Under the Affordable Care Act (ACA), qualified employers who provide group health coverage also can offer tax-free health reimbursement arrangements (HRAs), which allow employers to reimburse employees for health expenses on a tax-free basis. The ACA, however, does not allow employers to offer standalone HRAs. Therefore, under the ACA, small employers who do not provide group health insurance have no feasible way of reimbursing their employees for health expenses on a tax-free basis.
Thanks to the 21st Century Cures Act, which was passed in 2016, small employers who do not meet the ACA’s definition of Applicable Large Employer (ALE) can offer a Qualified Small Employer (tax-free) Health Reimbursement Arrangement (QSEHRA), which enables employers to reimburse employees for health expenses on a tax-free basis.

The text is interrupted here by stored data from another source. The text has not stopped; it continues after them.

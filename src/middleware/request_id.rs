//! Request correlation ids
//!
//! Every request gets one id that is reused across pool logs, upstream retry
//! logs, the relay's `chatcmpl-` chunk ids and the `x-request-id` response
//! header. A well-formed UUID sent by the client in `x-request-id` is kept.

use axum::{extract::Request, http::HeaderValue, middleware::Next, response::Response};
use uuid::Uuid;

/// Request ID header name
pub const REQUEST_ID_HEADER: &str = "x-request-id";

/// Request ID wrapper type for Axum extensions
#[derive(Debug, Clone, Copy, PartialEq, Eq, Hash)]
pub struct RequestId(pub Uuid);

impl RequestId {
    /// Generate a new random request ID
    pub fn new() -> Self {
        Self(Uuid::new_v4())
    }

    /// Parse a client-supplied id; anything but a UUID is ignored
    pub fn from_header(value: &HeaderValue) -> Option<Self> {
        value
            .to_str()
            .ok()
            .and_then(|s| Uuid::parse_str(s.trim()).ok())
            .map(Self)
    }

    pub fn as_uuid(&self) -> Uuid {
        self.0
    }

    /// OpenAI-style completion id derived from this request
    pub fn completion_id(&self) -> String {
        format!("chatcmpl-{}", self.0.simple())
    }
}

impl Default for RequestId {
    fn default() -> Self {
        Self::new()
    }
}

impl std::fmt::Display for RequestId {
    fn fmt(&self, f: &mut std::fmt::Formatter<'_>) -> std::fmt::Result {
        write!(f, "{}", self.0)
    }
}

/// Middleware that attaches a request ID to each request and its response
pub async fn request_id_middleware(mut request: Request, next: Next) -> Response {
    let request_id = request
        .headers()
        .get(REQUEST_ID_HEADER)
        .and_then(RequestId::from_header)
        .unwrap_or_default();

    tracing::debug!(
        request_id = %request_id,
        method = %request.method(),
        uri = %request.uri(),
        "Incoming request"
    );

    request.extensions_mut().insert(request_id);

    let mut response = next.run(request).await;

    if let Ok(header_value) = HeaderValue::from_str(&request_id.to_string()) {
        response
            .headers_mut()
            .insert(REQUEST_ID_HEADER, header_value);
    }

    response
}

Basically, the employer sponsoring the QSEHRA offers the participating employee a monthly allowance for individual or family coverage. Then, the employer reimburses the employee for eligible expenses paid for by the employee, up to the monthly allowance amount.
Small employers are eligible for the QSEHRA as long as they meet two conditions:
- They are not an ALE, meaning, they have less than 50 full-time or full-time equivalent employees.
- They do not provide a group health plan to any of their employees.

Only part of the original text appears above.